Table S2. Number of Raw and Quality-Controlled Reads for Each Library
Species Raw Reads Filtered Reads 1 Filtered Reads 2
Apterogyna ZA01 27,243,036 25,293,951 25,293,951
Chyphotes mellipes 14,529,464 14,362,151 13,744,283
Argochrysis armilla 17,264,088 17,074,979 16,346,892
Stigmatomma oregonense 13,648,445 13,457,982 12,773,283
Sphaeropthalma orestes 14,493,142 14,307,149 13,714,095
Pepsis grossa 18,098,742 17,860,027 17,023,108
Crioscolia alcione 14,585,832 14,388,055 13,707,012
Sceliphron caementarium 18,861,014 18,594,250 17,615,417
Brachycistis timberlakei 13,463,088 13,295,450 12,714,614
Mischocyttarus flavitarsis 16,910,898 16,742,131 16,148,909
Pseudomasaris vespoides 16,675,940 16,502,109 15,858,504
Lasioglossum albipes 19,412,393 19,388,645 19,388,645
“Filtered reads” refers to the number of reads remaining after quality control using fast-toolkit
and cutadapt. Reads 1 and 2 refer to forward and reverse reads, respectively.

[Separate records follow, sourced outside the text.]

/// Validates a patient draft against today's local date.
pub fn validate_patient(patient: &PatientDraft) -> Vec<FieldError> {
    validate_patient_on(patient, Local::now().date_naive())
}

/// Validates a patient draft, computing age relative to `today`.
///
/// Age is the difference in calendar years, so it only has to land in `[0, 150]`.
pub fn validate_patient_on(patient: &PatientDraft, today: NaiveDate) -> Vec<FieldError> {
    let mut errors = Vec::new();

    match patient.name.as_deref() {
        name if is_blank(name) => errors.push(FieldError::new("name", "Name is required")),
        Some(name) if name.chars().count() < 2 => errors.push(FieldError::new(
            "name",
            "Name must be at least 2 characters",
        )),
        _ => {}
    }

    match patient.email.as_deref() {
        email if is_blank(email) => errors.push(FieldError::new("email", "Email is required")),
        Some(email) if !is_valid_email(email) => errors.push(FieldError::new(
            "email",
            "Please enter a valid email address",
        )),
        _ => {}
    }

    match patient.phone.as_deref() {
        phone if is_blank(phone) => {
            errors.push(FieldError::new("phone", "Phone number is required"))
        }
        Some(phone) if !is_valid_phone(phone) => errors.push(FieldError::new(
            "phone",
            "Phone must be in format (XXX) XXX-XXXX",
        )),
        _ => {}
    }

    match patient.date_of_birth.as_deref() {
        dob if is_missing(dob) => {
            errors.push(FieldError::new("dateOfBirth", "Date of birth is required"))
        }
        Some(dob) => {
            let age = parse_date(dob).map(|birth| today.year() - birth.year());
            if !matches!(age, Some(0..=MAX_PATIENT_AGE_YEARS)) {
                errors.push(FieldError::new(
                    "dateOfBirth",
                    "Please enter a valid date of birth",
                ));
            }
        }
        None => {}
    }

    if is_blank(patient.address.as_deref()) {
        errors.push(FieldError::new("address", "Address is required"));
    }

    errors
}

pub fn validate_prescription(prescription: &PrescriptionDraft) -> Vec<FieldError> {
    let mut errors = Vec::new();

    if is_missing(prescription.patient_id.as_deref()) {
        errors.push(FieldError::new("patientId", "Patient is required"));
    }

    if is_blank(prescription.medication.as_deref()) {
        errors.push(FieldError::new("medication", "Medication is required"));
    }

    if is_blank(prescription.dosage.as_deref()) {
        errors.push(FieldError::new(
            "dosage",
            "Dosage instructions are required",
        ));
    }

    if is_blank(prescription.instructions.as_deref()) {
        errors.push(FieldError::new("instructions", "Instructions are required"));
    }

    if matches!(prescription.quantity, Some(q) if q <= 0) {
        errors.push(FieldError::new(
            "quantity",
            "Quantity must be greater than 0",
        ));
    }

    if matches!(prescription.refills, Some(r) if r < 0) {
        errors.push(FieldError::new("refills", "Refills cannot be negative"));
    }

    if is_missing(prescription.pharmacy_id.as_deref()) {
        errors.push(FieldError::new(
            "pharmacyId",
            "Pharmacy selection is required",
        ));
    }

    if prescription.delivery_option == Some(DeliveryOption::Delivery)
        && is_blank(prescription.delivery_address.as_deref())
    {
        errors.push(FieldError::new(
            "deliveryAddress",
            "Delivery address is required for delivery",
        ));
    }

    errors
}

/// Validates an appointment draft against the current local time.
pub fn validate_appointment(appointment: &AppointmentDraft) -> Vec<FieldError> {
    validate_appointment_at(appointment, Local::now().naive_local())
}

/// Validates an appointment draft; the composed date and time must be strictly after `now`.
///
/// A missing time is treated as midnight for the future-date check, and is also reported as
/// missing in its own right.
pub fn validate_appointment_at(
    appointment: &AppointmentDraft,
    now: NaiveDateTime,
) -> Vec<FieldError> {
    let mut errors = Vec::new();

    if is_missing(appointment.patient_id.as_deref()) {
        errors.push(FieldError::new("patientId", "Patient is required"));
    }

    match appointment.date.as_deref() {
        date if is_missing(date) => errors.push(FieldError::new("date", "Date is required")),
        Some(date) => {
            let time = appointment
                .time
                .as_deref()
                .filter(|t| !t.is_empty())
                .unwrap_or(DEFAULT_APPOINTMENT_TIME);
            let scheduled = parse_date(date)
                .zip(parse_time(time))
                .map(|(d, t)| d.and_time(t));
            if !matches!(scheduled, Some(at) if at > now) {
                errors.push(FieldError::new(
                    "date",
                    "Appointment must be scheduled for a future date and time",
                ));
            }
        }
        None => {}
    }

    if is_missing(appointment.time.as_deref()) {
        errors.push(FieldError::new("time", "Time is required"));
    }

    if is_blank(appointment.reason.as_deref()) {
        errors.push(FieldError::new("reason", "Reason for visit is required"));
    }

    if matches!(appointment.duration, Some(d) if d <= 0) {
        errors.push(FieldError::new(
            "duration",
            "Duration must be greater than 0 minutes",
        ));
    }

    errors
}

pub fn validate_pharmacy(pharmacy: &PharmacyDraft) -> Vec<FieldError> {
    let mut errors = Vec::new();

    if is_blank(pharmacy.name.as_deref()) {
        errors.push(FieldError::new("name", "Pharmacy name is required"));
    }

    if is_blank(pharmacy.address.as_deref()) {
        errors.push(FieldError::new("address", "Address is required"));
    }

    if is_blank(pharmacy.phone.as_deref()) {
        errors.push(FieldError::new("phone", "Phone number is required"));
    }

    if is_blank(pharmacy.hours.as_deref()) {
        errors.push(FieldError::new("hours", "Hours of operation are required"));
    }

    if matches!(pharmacy.estimated_fill_time, Some(t) if t <= 0) {
        errors.push(FieldError::new(
            "estimatedFillTime",
            "Fill time must be greater than 0 minutes",
        ));
    }

    if matches!(pharmacy.rating, Some(r) if !(0.0..=5.0).contains(&r)) {
        errors.push(FieldError::new("rating", "Rating must be between 0 and 5"));
    }

    errors
}

/// Formats errors one per line as `field: message`.
pub fn format_validation_errors(errors: &[FieldError]) -> String {
    errors
        .iter()
        .map(|e| format!("{}: {}", e.field, e.message))
        .collect::<Vec<_>>()
        .join("\n")
}

pub fn has_validation_errors(errors: &[FieldError]) -> bool {
    !errors.is_empty()
}

/// Turns a validator's output into a result.
pub fn ensure_valid(errors: Vec<FieldError>) -> RxResult<()> {
    if has_validation_errors(&errors) {
        return Err(RxError::Validation(errors));
    }
    Ok(())
}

Table S3. Evaluation of Alternative Tree Topologies Using the SH Test as Implemented
in RAxML
Constraint Tree Likelihood1 D(LH) Significantly Worse (p < 0.01)
(ants, all aculeates except Argochrysis) -2515334.7 -753.3 ± 97.1 Yes
(ants, scolioids + apoids) -2514722.3 -140.9 ± 47.3 Yes
(ants, scolioids) -2514758.4 -176.9 ± 46.9 Yes
(ants, tiphioid-pompiloid wasps) -2515486.6 -905.2 ± 83.1 Yes
(ants, vespids) -2515424.9 -843.4 ± 97.2 Yes
D(LH) is the difference in log likelihood units between the best constrained tree and the best
unconstrained tree. 1 Likelihood Score of best ML tree (Figure 2) = -2514581.4.

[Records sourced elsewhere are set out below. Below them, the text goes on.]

//! Standalone REST API server binary.
//!
//! ## Purpose
//! Runs the REST API server on its own, without loading `.env`.
//!
//! ## Intended use
//! Useful for development and debugging when the environment is already set up. The workspace's
//! main `rxdesk-run` binary does the same after loading `.env`.

use api_rest::{router, AppState};
use rx_core::CoreConfig;
use std::sync::Arc;
use tracing_subscriber::{layer::SubscriberExt, util::SubscriberInitExt};

/// Main entry point for the RxDesk REST API server.
///
/// # Environment Variables
/// - `RX_REST_ADDR`: Server address (default: "0.0.0.0:3000")
/// - `RX_DATA_DIR`: Directory for record storage (default: "rx_data")
/// - `RX_SEED_SAMPLES`: Seed the sample pharmacies when truthy
///
/// # Errors
/// Returns an error if:
/// - the logging/tracing configuration cannot be initialised,
/// - the configuration or sample data cannot be loaded,
/// - the server address cannot be bound, or
/// - the HTTP server fails while running.
#[tokio::main]
async fn main() -> anyhow::Result<()> {
    tracing_subscriber::registry()
        .with(
            tracing_subscriber::EnvFilter::from_default_env()
                .add_directive("api_rest=info".parse()?)
                .add_directive("rx_core=info".parse()?),
        )
        .with(tracing_subscriber::fmt::layer())
        .init();

    let addr = std::env::var("RX_REST_ADDR").unwrap_or_else(|_| "0.0.0.0:3000".into());
    let cfg = Arc::new(CoreConfig::from_env()?);

    tracing::info!(
        "-- Starting {} REST API on {} (data dir {})",
        cfg.service_name(),
        addr,
        cfg.data_dir().display()
    );

    let state = AppState::new(cfg.clone());
    if cfg.seed_samples() {
        state.pharmacies.seed_samples()?;
    }

    let listener = tokio::net::TcpListener::bind(&addr).await?;
    axum::serve(listener, router(state)).await?;

    Ok(())
}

Supplemental Experimental Procedures
Sampling of Taxa
Samples of ten species of aculeate Hymenoptera were collected at field sites in California and
Nevada, United States, in June and July 2012 (Table S1). Taxa were targeted to cover all major
families of Aculeata. After collection, live insects were immobilized by freezing, cut into several
pieces, briefly dipped in 95% ethanol to reduce the hydrophobic quality of the cuticle, and then
immersed in RNAlater. Specimens were kept at 4°C for 24 hours to encourage perfusion of
RNAlater, and then stored at -20°C until extraction. The sample of Apterogyna ZA01
(Bradynobaenidae) represents a special case, since fresh collection of this rare African insect was
not possible. We therefore extracted DNA from two male specimens collected in 2004 and
preserved in 95% ethanol.
Library Construction, Sequencing, and Quality Control
For all samples, one to several pooled specimens were used for RNA or DNA extraction. Table
S1 shows the number and sex of each individual from each species used in the study. For
samples for which transcriptomes were to be generated, total RNA was extracted using Trizol
according to the manufacturer’s instructions. RNA quality and integrity were checked with the
Nanodrop 1000 and Bioanalyzer 2100. Total RNA was used for library prep using the Illumina
TruSeq v2 kit according to the manufacturer’s instructions. For the Apterogyna ZA01
(Bradynobaenidae) DNA library, DNA was extracted using the ChargeSwitch® gDNA Mini
Tissue Kit according to the manufacturer’s instructions. The additional RNAase step was
conducted to remove RNA. DNA concentration was determined using Qubit, and an Illumina
genomic library was then made using the Illumina TruSeq v2 kit according the manufacturer’s
instructions. Both cDNA and DNA libraries were checked for integrity with the Bioanalyzer
2100 before being pooled into one lane on the Illumina HiSeq 2000. Each library had a unique
Illumina barcode. Because genome assembly requires more reads than transcriptome assembly,
we biased the pooling such that we obtained more reads from the genomic library. 100 bp paired-
end sequencing was conducted. Low quality bases and adapter contamination were removed
from reads using the fastx toolkit and the cutadapt software package [S1].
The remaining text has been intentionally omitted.